:: Stored data ::

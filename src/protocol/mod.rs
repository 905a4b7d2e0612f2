pub mod codec;
mod error;
pub mod frame;
pub mod mux;
pub mod transport;

pub use self::error::{Initiator, ProtError, ProtResult};
pub use self::frame::{Reason, StreamIdentifier};
pub use self::mux::{
    Builder, IdleTimeout, MuxConnection, MuxOptions, MuxStream, RecvStream, SendStream,
    WriteOutcome,
};
mod framed_read;
mod framed_write;

use std::io;
use std::pin::Pin;
use std::task::{Context, Poll};

use futures_core::Stream;
use tokio::io::{AsyncRead, AsyncWrite};
use tokio_util::codec::length_delimited;

use crate::frame::{Frame, DEFAULT_MAX_FRAME_SIZE, FRAME_HEADER_LEN, MAX_MAX_FRAME_SIZE};
use crate::ProtResult;

pub use self::framed_read::FramedRead;
pub use self::framed_write::FramedWrite;

#[derive(Debug)]
pub struct Codec<T> {
    inner: FramedRead<FramedWrite<T>>,
    max_send_frame_size: usize,
}

impl<T> Codec<T>
where
    T: AsyncRead + AsyncWrite + Unpin,
{
    /// Returns a new `Codec` with the default max frame size
    #[inline]
    pub fn new(io: T) -> Self {
        // Wrap with writer
        let framed_write = FramedWrite::new(io);

        // Delimit the frames
        let delimited = length_delimited::Builder::new()
            .big_endian()
            .length_field_length(3)
            .length_adjustment(FRAME_HEADER_LEN as isize)
            .num_skip(0) // Don't skip the header
            .max_frame_length(MAX_MAX_FRAME_SIZE as usize + FRAME_HEADER_LEN)
            .new_read(framed_write);

        let inner = FramedRead::new(delimited);

        Codec {
            inner,
            max_send_frame_size: DEFAULT_MAX_FRAME_SIZE as usize,
        }
    }

    pub fn get_reader(&mut self) -> &mut FramedRead<FramedWrite<T>> {
        &mut self.inner
    }

    pub fn get_mut(&mut self) -> &mut T {
        self.inner.get_mut().get_mut()
    }

    /// Returns `Ready` when the codec can buffer a frame
    pub fn poll_ready(&mut self, cx: &mut Context) -> Poll<io::Result<()>> {
        self.framed_write().poll_ready(cx)
    }

    pub fn poll_flush(&mut self, cx: &mut Context) -> Poll<io::Result<()>> {
        self.framed_write().flush(cx)
    }

    fn framed_write(&mut self) -> &mut FramedWrite<T> {
        self.inner.get_mut()
    }

    pub fn send_frame(&mut self, frame: Frame) -> ProtResult<()> {
        tracing::trace!("发送帧数据: {:?}", frame);
        frame.encode(self.framed_write().get_mut_bytes());
        Ok(())
    }

    pub fn max_send_frame_size(&self) -> usize {
        self.max_send_frame_size
    }

    pub fn set_max_send_frame_size(&mut self, size: usize) {
        self.max_send_frame_size = size;
    }

    pub fn is_write_end(&mut self) -> bool {
        self.framed_write().is_write_end()
    }

    pub fn abort_pending_write(&mut self) {
        self.framed_write().abort_pending_write();
    }

    pub fn shutdown(&mut self, cx: &mut Context) -> Poll<io::Result<()>> {
        self.framed_write().shutdown(cx)
    }
}

impl<T> Stream for Codec<T>
where
    T: AsyncRead + Unpin,
{
    type Item = ProtResult<Frame>;

    fn poll_next(mut self: Pin<&mut Self>, cx: &mut Context<'_>) -> Poll<Option<Self::Item>> {
        Pin::new(&mut self.inner).poll_next(cx)
    }
}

:::

▶ [Problem to solve]
If a line in the records above includes the string "inner", copy it.

▶ [Response area]
    inner: FramedRead<FramedWrite<T>>,
        let inner = FramedRead::new(delimited);
            inner,
        &mut self.inner
        self.inner.get_mut().get_mut()
        self.inner.get_mut()
        Pin::new(&mut self.inner).poll_next(cx)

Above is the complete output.